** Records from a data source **
■ ■ ■ ■ ■

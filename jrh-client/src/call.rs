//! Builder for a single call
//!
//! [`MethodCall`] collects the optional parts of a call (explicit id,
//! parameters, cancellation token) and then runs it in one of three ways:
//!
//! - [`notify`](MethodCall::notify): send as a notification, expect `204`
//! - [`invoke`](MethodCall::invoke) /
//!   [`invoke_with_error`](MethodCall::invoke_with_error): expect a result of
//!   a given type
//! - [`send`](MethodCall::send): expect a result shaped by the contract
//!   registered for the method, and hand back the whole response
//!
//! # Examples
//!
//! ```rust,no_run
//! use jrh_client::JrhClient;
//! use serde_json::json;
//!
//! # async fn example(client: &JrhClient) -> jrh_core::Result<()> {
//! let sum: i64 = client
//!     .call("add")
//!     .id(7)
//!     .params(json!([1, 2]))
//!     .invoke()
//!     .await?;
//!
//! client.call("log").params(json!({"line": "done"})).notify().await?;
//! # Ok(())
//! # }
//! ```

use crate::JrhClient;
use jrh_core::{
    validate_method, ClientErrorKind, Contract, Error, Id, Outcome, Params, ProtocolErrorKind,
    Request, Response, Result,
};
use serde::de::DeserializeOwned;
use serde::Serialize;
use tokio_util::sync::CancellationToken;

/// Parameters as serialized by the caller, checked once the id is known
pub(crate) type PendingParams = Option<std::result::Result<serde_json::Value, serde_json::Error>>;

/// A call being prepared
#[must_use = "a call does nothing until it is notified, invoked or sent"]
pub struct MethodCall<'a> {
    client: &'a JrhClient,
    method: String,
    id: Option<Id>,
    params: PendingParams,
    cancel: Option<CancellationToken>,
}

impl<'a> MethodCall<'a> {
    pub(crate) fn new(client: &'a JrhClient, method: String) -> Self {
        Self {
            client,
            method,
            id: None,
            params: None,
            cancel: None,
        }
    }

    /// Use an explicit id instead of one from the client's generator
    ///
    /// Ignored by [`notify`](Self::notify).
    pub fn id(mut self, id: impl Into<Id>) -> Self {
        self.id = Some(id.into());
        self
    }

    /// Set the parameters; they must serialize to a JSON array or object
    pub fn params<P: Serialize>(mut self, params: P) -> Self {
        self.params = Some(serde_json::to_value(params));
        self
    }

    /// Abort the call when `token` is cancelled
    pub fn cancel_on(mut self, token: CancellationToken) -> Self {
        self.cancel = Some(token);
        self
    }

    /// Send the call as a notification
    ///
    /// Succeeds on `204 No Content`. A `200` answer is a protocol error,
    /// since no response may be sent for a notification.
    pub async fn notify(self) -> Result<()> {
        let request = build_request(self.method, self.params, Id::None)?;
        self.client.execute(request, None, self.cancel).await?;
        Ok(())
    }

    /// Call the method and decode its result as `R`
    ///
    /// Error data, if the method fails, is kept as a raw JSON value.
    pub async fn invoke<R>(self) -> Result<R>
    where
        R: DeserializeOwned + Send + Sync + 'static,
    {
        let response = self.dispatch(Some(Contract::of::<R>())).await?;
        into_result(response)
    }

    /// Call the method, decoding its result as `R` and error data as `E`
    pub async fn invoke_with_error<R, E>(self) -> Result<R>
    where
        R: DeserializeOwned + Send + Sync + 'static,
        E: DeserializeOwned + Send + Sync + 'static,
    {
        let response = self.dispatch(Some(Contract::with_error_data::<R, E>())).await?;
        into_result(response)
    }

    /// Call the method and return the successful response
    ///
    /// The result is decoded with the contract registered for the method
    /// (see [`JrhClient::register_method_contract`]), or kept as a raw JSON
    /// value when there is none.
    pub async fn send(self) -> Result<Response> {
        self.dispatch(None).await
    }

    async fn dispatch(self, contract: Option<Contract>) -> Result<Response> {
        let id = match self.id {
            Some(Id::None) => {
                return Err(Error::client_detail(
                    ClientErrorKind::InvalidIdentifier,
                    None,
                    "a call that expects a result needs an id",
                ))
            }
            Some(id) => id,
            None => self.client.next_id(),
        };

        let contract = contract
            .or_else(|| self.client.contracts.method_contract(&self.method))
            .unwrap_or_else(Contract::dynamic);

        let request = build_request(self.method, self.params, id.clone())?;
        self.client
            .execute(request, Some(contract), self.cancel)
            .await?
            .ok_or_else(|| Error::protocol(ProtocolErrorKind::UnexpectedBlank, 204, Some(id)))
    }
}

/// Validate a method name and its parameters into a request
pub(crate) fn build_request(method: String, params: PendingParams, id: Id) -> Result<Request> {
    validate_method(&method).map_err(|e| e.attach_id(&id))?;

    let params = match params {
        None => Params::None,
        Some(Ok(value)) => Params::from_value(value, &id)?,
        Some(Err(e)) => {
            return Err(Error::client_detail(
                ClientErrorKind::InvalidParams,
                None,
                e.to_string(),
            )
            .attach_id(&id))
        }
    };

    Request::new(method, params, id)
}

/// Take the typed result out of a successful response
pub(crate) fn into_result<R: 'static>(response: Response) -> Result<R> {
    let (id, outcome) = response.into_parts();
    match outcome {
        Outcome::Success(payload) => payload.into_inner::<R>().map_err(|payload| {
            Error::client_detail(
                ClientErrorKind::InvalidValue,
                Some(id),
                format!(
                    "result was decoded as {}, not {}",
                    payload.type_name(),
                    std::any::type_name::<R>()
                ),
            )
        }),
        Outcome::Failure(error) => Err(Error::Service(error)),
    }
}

■ ■ ■ ■ ■

** TASK DESCRIPTION **
Which lines above hold the word "MethodCall"? Copy each of them.

** ANSWER BELOW **
//! [`MethodCall`] collects the optional parts of a call (explicit id,
//! - [`notify`](MethodCall::notify): send as a notification, expect `204`
//! - [`invoke`](MethodCall::invoke) /
//!   [`invoke_with_error`](MethodCall::invoke_with_error): expect a result of
//! - [`send`](MethodCall::send): expect a result shaped by the contract
pub struct MethodCall<'a> {
impl<'a> MethodCall<'a> {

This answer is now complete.